Provided records:

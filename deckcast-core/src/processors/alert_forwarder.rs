//! AlertForwarder processor.
//!
//! Drains the alert channel and hands every alert to the configured
//! [`AlertSink`]. Alerts are always logged, so running without a sink
//! still leaves a trace of every failure.

use std::convert::Infallible;
use std::sync::Arc;

use kanau::processor::Processor;
use tokio::sync::watch;
use tracing::{error, info, warn};

use super::shutdown_requested;
use crate::events::{Alert, AlertReceiver};
use crate::services::AlertSink;

pub struct AlertForwarder {
    sink: Option<Arc<dyn AlertSink>>,
}

impl AlertForwarder {
    /// `sink` is `None` when no alert destination is configured.
    pub fn new(sink: Option<Arc<dyn AlertSink>>) -> Self {
        Self { sink }
    }

    /// Run until shutdown is signaled or every alert handle is dropped.
    ///
    /// Alerts already queued when shutdown arrives are still delivered.
    pub async fn run(self, mut shutdown_rx: watch::Receiver<bool>, mut alert_rx: AlertReceiver) {
        info!(sink = self.sink.is_some(), "AlertForwarder started");

        loop {
            tokio::select! {
                biased;

                alert = alert_rx.recv() => {
                    let Some(alert) = alert else {
                        info!("Alert channel closed");
                        break;
                    };
                    self.forward(&alert).await;
                }

                _ = shutdown_requested(&mut shutdown_rx) => {
                    info!("AlertForwarder received shutdown signal");
                    break;
                }
            }
        }

        alert_rx.close();
        while let Ok(alert) = alert_rx.try_recv() {
            self.forward(&alert).await;
        }

        info!("AlertForwarder shutdown complete");
    }

    async fn forward(&self, alert: &Alert) {
        error!(alert = %alert.message, detail = ?alert.detail, "Alert raised");

        let Some(sink) = &self.sink else {
            return;
        };
        if let Err(e) = sink.notify(alert).await {
            warn!(error = %e, alert = %alert.message, "Failed to deliver alert");
        }
    }
}

impl Processor<Alert> for AlertForwarder {
    type Output = ();
    type Error = Infallible;

    async fn process(&self, alert: Alert) -> Result<(), Infallible> {
        self.forward(&alert).await;
        Ok(())
    }
}
//! Event channel factories and handles.
//!
//! Provides factory functions for the channels that connect the deck
//! supervisors, the dispatcher and the alert forwarder.

use super::types::{Alert, DeckFrame};
use tokio::sync::mpsc;
use tracing::warn;

/// Default buffer size for the frame channel.
///
/// Dispatching a frame never awaits I/O, so this only has to absorb bursts.
pub const DEFAULT_CHANNEL_BUFFER: usize = 256;

/// Sender handle for decoded frames. Cloned once per deck supervisor.
pub type DeckFrameSender = mpsc::Sender<DeckFrame>;
/// Receiver handle for decoded frames, owned by the dispatcher.
pub type DeckFrameReceiver = mpsc::Receiver<DeckFrame>;

/// Receiver side of the alert channel, owned by the alert forwarder.
pub type AlertReceiver = mpsc::UnboundedReceiver<Alert>;

/// Create a new DeckFrame channel.
///
/// Returns a (sender, receiver) pair. Every deck supervisor gets a clone of
/// the sender; the single dispatcher owns the receiver.
pub fn deck_frame_channel() -> (DeckFrameSender, DeckFrameReceiver) {
    mpsc::channel(DEFAULT_CHANNEL_BUFFER)
}

/// Create a new alert channel.
///
/// The channel is unbounded so that raising an alert never waits, even from
/// a panic hook.
pub fn alert_channel() -> (AlertHandle, AlertReceiver) {
    let (tx, rx) = mpsc::unbounded_channel();
    (AlertHandle { tx }, rx)
}

/// Cheap, cloneable, non-blocking entry point to the alert channel.
#[derive(Clone, Debug)]
pub struct AlertHandle {
    tx: mpsc::UnboundedSender<Alert>,
}

impl AlertHandle {
    /// Queue an alert. Never blocks; if the forwarder is gone the alert is
    /// only logged.
    pub fn notify(&self, message: impl Into<String>, detail: Option<String>) {
        let alert = Alert::new(message, detail);
        if let Err(e) = self.tx.send(alert) {
            warn!(message = %e.0.message, "Alert channel closed, dropping alert");
        }
    }
}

Prompt:
Reproduce exactly the section above that begins at the line containing "type Error = Infallible;" and ends at the line containing "pub type DeckFrameSender", leaving out all other lines.

Answer for this exercise:
    type Error = Infallible;

    async fn process(&self, alert: Alert) -> Result<(), Infallible> {
        self.forward(&alert).await;
        Ok(())
    }
}
//! Event channel factories and handles.
//!
//! Provides factory functions for the channels that connect the deck
//! supervisors, the dispatcher and the alert forwarder.

use super::types::{Alert, DeckFrame};
use tokio::sync::mpsc;
use tracing::warn;

/// Default buffer size for the frame channel.
///
/// Dispatching a frame never awaits I/O, so this only has to absorb bursts.
pub const DEFAULT_CHANNEL_BUFFER: usize = 256;

/// Sender handle for decoded frames. Cloned once per deck supervisor.
pub type DeckFrameSender = mpsc::Sender<DeckFrame>;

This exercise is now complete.